GURSHARAN SINGH PANNU, PETITIONER,
v.
ERIC H. HOLDER JR., ATTORNEY GENERAL,
RESPONDENT.



On Petition for Review of an Order of the Board of Immigration Appeals Agency No. A042-385-535

The opinion of the court was delivered by: Hawkins, Senior Circuit Judge:

FOR PUBLICATION

OPINION

Argued and Submitted April 14, 2011-Pasadena, California

Before: Stephen Reinhardt, Michael Daly Hawkins, and Ronald M. Gould, Circuit Judges.

Opinion by Judge Hawkins

OPINION

Gursharan Singh Pannu ("Pannu"), a native of India admitted to the United States in 1990 as a lawful permanent resident ("LPR"), petitions for review of a decision by the Board of Immigration Appeals ("BIA"), affirming the immigration judge's ("IJ") determination that he is removable for having been convicted of two or more crimes involving moral turpitude ("CIMT"), one being his failure to register as a sex offender as required by California law. Because of several significant legal developments since the BIA issued its decision in 2007, we remand for the BIA to consider their impact on this case in the first instance. See INS v. Ventura, 537 U.S. 12, 16 (2002) (per curiam).

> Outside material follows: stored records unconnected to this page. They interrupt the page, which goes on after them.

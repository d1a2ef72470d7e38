// SPDX-License-Identifier: GPL-3.0-or-later
// Copyright 2026 Tobias Sarnowski

//! Text-command exercisers for the lock tables.
//!
//! These back the `/proc/ambarella/mutex` and `/proc/ambarella/spinlock`
//! entries: a short command line selects a lock and an action.

use core::fmt;
use std::time::{Duration, Instant};

use tracing::info;

use crate::mutex::MutexTable;
use crate::platform::Platform;
use crate::slock::SpinlockTable;

/// Usage text of the mutex exerciser.
pub const MUTEX_USAGE: &str = "usage: echo id [op] > /proc/ambarella/mutex\n    \
\"echo n +\" to lock mutex n\n    \
\"echo n -\" to unlock mutex n";

/// Usage text of the spinlock exerciser.
pub const SPINLOCK_USAGE: &str = "usage: echo id [t] > /proc/ambarella/spinlock\n    \
id is the spinlock id\n    \
t is the duration(ms) which spinlock is locked. Default is 0";

/// A rejected exerciser command.
#[derive(Debug, Clone, PartialEq, Eq)]
pub enum CommandError {
    /// The command was empty.
    Empty,
    /// A field did not parse as a number.
    BadNumber(String),
    /// The mutex operation was neither `+` nor `-`.
    BadOp(String),
    /// Trailing fields after a complete command.
    TrailingInput(String),
    /// The lock id is outside its table.
    IdOutOfRange {
        /// Requested id.
        id: usize,
        /// Table size.
        size: usize,
    },
}

impl fmt::Display for CommandError {
    fn fmt(&self, f: &mut fmt::Formatter<'_>) -> fmt::Result {
        match self {
            Self::Empty => write!(f, "empty command"),
            Self::BadNumber(field) => write!(f, "not a number: {field:?}"),
            Self::BadOp(op) => write!(f, "unknown operation: {op:?}"),
            Self::TrailingInput(rest) => write!(f, "unexpected input: {rest:?}"),
            Self::IdOutOfRange { id, size } => {
                write!(f, "id {id} out of range (0..{size})")
            }
        }
    }
}

impl core::error::Error for CommandError {}

/// Mutex exerciser operation.
#[derive(Clone, Copy, Debug, PartialEq, Eq)]
pub enum MutexOp {
    /// `+`
    Lock,
    /// `-`
    Unlock,
}

/// A parsed mutex exerciser command.
#[derive(Clone, Copy, Debug, PartialEq, Eq)]
pub struct MutexCommand {
    /// Mutex id.
    pub id: usize,
    /// Operation; `None` means the id alone was given.
    pub op: Option<MutexOp>,
}

/// A parsed spinlock exerciser command.
#[derive(Clone, Copy, Debug, PartialEq, Eq)]
pub struct SpinlockCommand {
    /// Spinlock id.
    pub id: usize,
    /// How long to hold the lock.
    pub hold: Duration,
}

fn parse_id(field: &str) -> Result<usize, CommandError> {
    field
        .parse()
        .map_err(|_| CommandError::BadNumber(field.to_owned()))
}

impl MutexCommand {
    /// Parse `"<id> [+|-]"`.
    pub fn parse(line: &str) -> Result<Self, CommandError> {
        let mut fields = line.split_whitespace();
        let id = parse_id(fields.next().ok_or(CommandError::Empty)?)?;
        let op = match fields.next() {
            None => None,
            Some("+") => Some(MutexOp::Lock),
            Some("-") => Some(MutexOp::Unlock),
            Some(other) => return Err(CommandError::BadOp(other.to_owned())),
        };
        if let Some(rest) = fields.next() {
            return Err(CommandError::TrailingInput(rest.to_owned()));
        }
        Ok(Self { id, op })
    }

    /// Run against `table`. A bare id does nothing.
    pub fn apply<P: Platform>(self, table: &MutexTable<P>) -> Result<(), CommandError> {
        if self.id >= table.len() {
            return Err(CommandError::IdOutOfRange {
                id: self.id,
                size: table.len(),
            });
        }
        match self.op {
            Some(MutexOp::Lock) => {
                table.lock(self.id);
                info!(id = self.id, "mutex locked");
            }
            Some(MutexOp::Unlock) => {
                table.unlock(self.id);
                info!(id = self.id, "mutex unlocked");
            }
            None => {}
        }
        Ok(())
    }
}

impl SpinlockCommand {
    /// Parse `"<id> [hold_ms]"`.
    pub fn parse(line: &str) -> Result<Self, CommandError> {
        let mut fields = line.split_whitespace();
        let id = parse_id(fields.next().ok_or(CommandError::Empty)?)?;
        let hold_ms: u64 = match fields.next() {
            None => 0,
            Some(field) => field
                .parse()
                .map_err(|_| CommandError::BadNumber(field.to_owned()))?,
        };
        if let Some(rest) = fields.next() {
            return Err(CommandError::TrailingInput(rest.to_owned()));
        }
        Ok(Self {
            id,
            hold: Duration::from_millis(hold_ms),
        })
    }

    /// Take the lock with interrupts off, hold it, release it.
    pub fn apply<P: Platform>(self, table: &SpinlockTable<P>) -> Result<(), CommandError> {
        if self.id >= table.len() {
            return Err(CommandError::IdOutOfRange {
                id: self.id,
                size: table.len(),
            });
        }
        let flags = table.lock_irqsave(self.id);
        spin_for(self.hold);
        table.unlock_irqrestore(self.id, flags);
        info!(id = self.id, hold_ms = self.hold.as_millis(), "spinlock exercised");
        Ok(())
    }
}

/// Busy-wait for `hold`. The caller may be inside a spinlock with
/// interrupts off, so it must not sleep.
fn spin_for(hold: Duration) {
    let until = Instant::now() + hold;
    while Instant::now() < until {
        core::hint::spin_loop();
    }
}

FACTS AND PROCEDURAL HISTORY

Pannu came to the United States in 1990 as a LPR. In 1994, he was convicted under California Penal Code § 314.1 of misdemeanor indecent exposure. Later that same year, he was convicted a second time for indecent exposure. The second conviction was classified as a felony, requiring Pannu to register as a sex offender.

In 2001, Pannu was convicted of misdemeanor theft under California Penal Code § 484(a). In 2002, he was convicted under California Penal Code § 290(g)(1) for the misdemeanor of failing to register as a sex offender.

Pannu was issued a Notice to Appear in January 2004, charging him with removability for convictions of two or more crimes involving moral turpitude, and for conviction of an aggravated felony (this basis for removal was later withdrawn). Pannu conceded the fact of his four convictions and conceded that his theft conviction qualified as a CIMT. He denied that the remaining convictions constituted CIMTs, and also sought relief from inadmissibility.

In August 2004, an IJ pretermitted his applications for relief and ordered him removed for having been convicted of two or more CIMTs. 8 U.S.C. § 1227(a)(2)(A)(ii). Pannu appealed; the BIA held that Pannu's convictions for indecent exposure were categorically*fn1 CIMTs.

Pannu then petitioned this court for review. In the prior appeal, we determined that the indecent exposure convictions were not categorically CIMTs, and remanded for the BIA to either apply the modified categorical analysis or determine whether the failure to register conviction constituted a ...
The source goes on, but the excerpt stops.